Pyramid Mountain Lumber shutting down didn’t just cost Seeley Lake jobs — it knocked the wind out of the whole town. But while people were still figuring out what came next, a coalition of trail builders, Forest Service rangers, and local businesses was already swinging Pulaskis on something that could reshape how hunters, anglers, and backcountry users get into the wild country east of town.
The new Seeley Lake trail system is a $1.2 million, 30-mile network designed to open up front-country recreation and serve as a real staging point for deeper backcountry access. If you hunt the drainages off Highway 83 or fish the high lakes above Seeley, this thing is about to change how you operate.
What’s On the Ground Right Now
Work started last fall. The first phase — funded through Missoula County bond money, Forest Service dollars, private contributions, and in-kind labor — is building the backbone loop that anchors the whole system. Scenic Montana Trails, the nonprofit leading the effort alongside the Lolo National Forest, just locked in $250,000 from Missoula County to keep momentum going.
Within 18 months, project partners expect 18 miles of bike trails to be rideable, including a youth racecourse. The full 30-mile network hits completion by 2029, with advanced downhill options, perimeter loops, and wayfinding that ties into the existing Seeley Creek Nordic Area.
Here’s what matters for those of us who actually use these mountains: this isn’t just singletrack for weekend warriors. The system is being designed for year-round access and real connectivity to backcountry zones that have historically required longer, rougher approaches to reach.
Why This Matters Beyond the Trailhead
Montana’s outdoor recreation economy isn’t some abstract talking point. In 2024, it paid out $1.8 billion in wages and accounted for nearly 5% of the state’s GDP. Only Hawaii beats us. Seeley Lake has always been a gateway town — wedged between the Bob Marshall Wilderness to the east and the Mission Mountains to the west — but it’s never had the kind of purpose-built trail infrastructure that draws consistent visitation year after year.
That’s the gamble. Kevin Doherty, the district ranger in Seeley Lake, didn’t sugarcoat it: “With the mill going down, it’s really wrecked town.” This trail system is a bet that if you build something rare and well-executed, people will drive for it. Honestly, in a state where trailheads can be 40 miles apart and access is constantly choked by private land or overgrown two-tracks, a dialed system with genuine connectivity is worth the trip — and worth the investment to build it right.
What Hunters and Anglers Should Know
If you hunt elk or whitetail in the Seeley-Swan corridor, pay attention.

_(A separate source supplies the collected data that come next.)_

//! Geocoding gateway.
//!
//! Resolves a free-text place query against one of two interchangeable
//! providers and returns normalized [`LocationCandidate`]s. Provider failures
//! never propagate as panics or session-terminating errors; the outcome enum
//! keeps "no matches", "not attempted", and "call failed" distinguishable so
//! callers and tests can observe which one happened.

mod locationiq;
mod nominatim;

use serde::Deserialize;
use std::sync::Arc;

use crate::config::{GeocoderKind, MIN_QUERY_LEN};
use crate::error_handling::GeocodeError;
use crate::models::LocationCandidate;

pub use locationiq::LocationIq;
pub use nominatim::Nominatim;

/// Outcome of a single geocoding call.
#[derive(Debug)]
pub enum GeocodeOutcome {
    /// No call was issued: the query was too short or the provider's API key
    /// is absent.
    NotAttempted,
    /// The provider answered but produced no usable candidate.
    NoMatches,
    /// The provider answered with at least one usable candidate.
    Matches(Vec<LocationCandidate>),
    /// All attempts failed (network, HTTP status, or malformed payload).
    Failed(GeocodeError),
}

impl GeocodeOutcome {
    /// The candidates of a `Matches` outcome, or an empty slice.
    pub fn candidates(&self) -> &[LocationCandidate] {
        match self {
            GeocodeOutcome::Matches(candidates) => candidates,
            _ => &[],
        }
    }

    /// Whether this outcome is a failed call (as opposed to an empty result).
    pub fn is_failed(&self) -> bool {
        matches!(self, GeocodeOutcome::Failed(_))
    }
}

/// A geocoding provider selected by configuration.
pub enum Geocoder {
    /// OpenStreetMap Nominatim free-text search.
    Nominatim(Nominatim),
    /// LocationIQ autocomplete-by-prefix.
    Autocomplete(LocationIq),
}

impl Geocoder {
    /// Builds the provider named by `kind` over the shared HTTP client.
    ///
    /// The autocomplete provider reads its API key from the environment at
    /// construction time; a missing key is not an error here, it makes every
    /// later call return [`GeocodeOutcome::NotAttempted`].
    pub fn from_config(kind: GeocoderKind, client: Arc<reqwest::Client>) -> Self {
        match kind {
            GeocoderKind::Nominatim => Geocoder::Nominatim(Nominatim::new(client)),
            GeocoderKind::Autocomplete => Geocoder::Autocomplete(LocationIq::from_env(client)),
        }
    }

    /// Resolves a free-text query to at most `limit` candidates.
    pub async fn resolve(&self, query: &str, limit: usize) -> GeocodeOutcome {
        match self {
            Geocoder::Nominatim(provider) => provider.resolve(query, limit).await,
            Geocoder::Autocomplete(provider) => provider.resolve(query, limit).await,
        }
    }
}

/// Whether the trimmed query is below the minimum length gate.
pub(crate) fn query_below_minimum(query: &str) -> bool {
    query.trim().chars().count() < MIN_QUERY_LEN
}

/// One place object as both providers return it: Nominatim's `jsonv2` search
/// results and LocationIQ's autocomplete results share this subset.
/// Coordinates arrive as strings.
#[derive(Debug, Deserialize)]
pub(crate) struct RawPlace {
    display_name: Option<String>,
    lat: Option<String>,
    lon: Option<String>,
    address: Option<RawAddress>,
}

#[derive(Debug, Deserialize)]
pub(crate) struct RawAddress {
    country: Option<String>,
}

/// Normalizes raw provider places into candidates.
///
/// Malformed places (missing name, unparseable or out-of-range coordinates)
/// are dropped individually rather than failing the whole call. Duplicate
/// display names are removed, keeping the first occurrence: selection later
/// resolves a candidate by exact display-name match, so names within one
/// response must be unique.
pub(crate) fn normalize(places: Vec<RawPlace>, limit: usize) -> Vec<LocationCandidate> {
    let mut candidates: Vec<LocationCandidate> = Vec::new();

    for place in places {
        let Some(display_name) = place.display_name.filter(|n| !n.trim().is_empty()) else {
            log::debug!("Dropping candidate without a display name");
            continue;
        };

        let latitude = place.lat.as_deref().and_then(|v| v.parse::<f64>().ok());
        let longitude = place.lon.as_deref().and_then(|v| v.parse::<f64>().ok());
        let (Some(latitude), Some(longitude)) = (latitude, longitude) else {
            log::debug!("Dropping candidate \"{}\": unparseable coordinates", display_name);
            continue;
        };

        let candidate = LocationCandidate {
            display_name,
            latitude,
            longitude,
            country: place
                .address
                .and_then(|a| a.country)
                .unwrap_or_default(),
        };

        if !candidate.has_valid_coordinates() {
            log::debug!(
                "Dropping candidate \"{}\": coordinates ({}, {}) out of range",
                candidate.display_name,
                candidate.latitude,
                candidate.longitude
            );
            continue;
        }

        if candidates
            .iter()
            .any(|c| c.display_name == candidate.display_name)
        {
            continue;
        }

        candidates.push(candidate);
        if candidates.len() >= limit {
            break;
        }
    }

    candidates
}

#[cfg(test)]
mod tests {
    use super::*;

    fn raw(name: Option<&str>, lat: Option<&str>, lon: Option<&str>, country: Option<&str>) -> RawPlace {
        RawPlace {
            display_name: name.map(String::from),
            lat: lat.map(String::from),
            lon: lon.map(String::from),
            address: country.map(|c| RawAddress {
                country: Some(c.to_string()),
            }),
        }
    }

    #[test]
    fn test_query_below_minimum() {
        assert!(query_below_minimum(""));
        assert!(query_below_minimum("a"));
        assert!(query_below_minimum("  a  "));
        assert!(query_below_minimum("   "));
        assert!(!query_below_minimum("ab"));
        assert!(!query_below_minimum("Austin"));
    }

    #[test]
    fn test_normalize_parses_string_coordinates() {
        let candidates = normalize(
            vec![raw(
                Some("Austin, Texas, USA"),
                Some("30.27"),
                Some("-97.74"),
                Some("USA"),
            )],
            5,
        );
        assert_eq!(candidates.len(), 1);
        assert_eq!(candidates[0].display_name, "Austin, Texas, USA");
        assert_eq!(candidates[0].latitude, 30.27);
        assert_eq!(candidates[0].longitude, -97.74);
        assert_eq!(candidates[0].country, "USA");
    }

    #[test]
    fn test_normalize_drops_malformed_candidates() {
        let candidates = normalize(
            vec![
                raw(Some("No coords"), None, None, Some("France")),
                raw(Some("Bad coords"), Some("abc"), Some("2.0"), None),
                raw(None, Some("1.0"), Some("2.0"), None),
                raw(Some("Good"), Some("1.0"), Some("2.0"), None),
            ],
            5,
        );
        assert_eq!(candidates.len(), 1);
        assert_eq!(candidates[0].display_name, "Good");
    }

    #[test]
    fn test_normalize_drops_out_of_range_coordinates() {
        let candidates = normalize(
            vec![
                raw(Some("North of north"), Some("95.0"), Some("0.0"), None),
                raw(Some("Too far east"), Some("0.0"), Some("181.0"), None),
            ],
            5,
        );
        assert!(candidates.is_empty());
    }

    #[test]
    fn test_normalize_deduplicates_display_names() {
        let candidates = normalize(
            vec![
                raw(Some("Springfield, USA"), Some("39.8"), Some("-89.6"), None),
                raw(Some("Springfield, USA"), Some("37.2"), Some("-93.3"), None),
            ],
            5,
        );
        // First occurrence wins; the tie would otherwise make selection ambiguous
        assert_eq!(candidates.len(), 1);
        assert_eq!(candidates[0].latitude, 39.8);
    }

    #[test]
    fn test_normalize_respects_limit() {
        let places = (0..10)
            .map(|i| raw(Some(&format!("Place {}", i)), Some("1.0"), Some("2.0"), None))
            .collect();
        let candidates = normalize(places, 3);
        assert_eq!(candidates.len(), 3);
    }

    #[test]
    fn test_missing_country_becomes_empty_string() {
        let candidates = normalize(vec![raw(Some("Somewhere"), Some("1.0"), Some("2.0"), None)], 5);
        assert_eq!(candidates[0].country, "");
    }
}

New trail access brings new pressure, no question — but it also means better logistics for getting into country that currently just beats you up on the approach. The upper perimeter loop will run a high route along the ridgelines, which is exactly what you want for glassing during archery season or reaching alpine basins without burning a full day just getting there.
For anglers, the system will improve access to high-country lakes and headwater streams that right now demand either serious bushwhacking or a long, ugly packout. If you’ve fished the drainages above Seeley and dealt with blowdown and unsigned junctions, you already know what a difference maintained trails and decent wayfinding make. It’s not a small thing.
The Nordic integration is worth noting for winter users too. Year-round access for scouting, shed hunting, or late-season predator calling — without relying on a sled — opens up options that most Seeley-area hunters haven’t had before.
The Bigger Picture
Seeley Lake isn’t the first Montana town to lean into trails as economic infrastructure. Whitefish, Bozeman, and Missoula have all watched purpose-built systems anchor tourism and keep local businesses alive. But rural communities like Seeley don’t have the same tax base or development pressure to fall back on. In my experience, that’s where these projects either prove themselves or fall apart — small towns need trails that actually deliver access, not just amenity loops that look good on a grant application.
The coalition behind this one — Seeley Lake Nordic Club, Radius Trail Solutions, Glacier Country, and a roster of local businesses — suggests the right people are at the table. Whether the trails deliver what they’re promising is still the question.
If you’re planning to hunt or fish the Seeley-Swan in the next few seasons, keep this project on your radar. By fall 2027, the bones of this system will be rideable, hikeable, and huntable. By 2029, it could be one of the best trail networks anywhere between Glacier and Yellowstone — and a legitimate model for what a timber town looks like on the other side of a hard transition.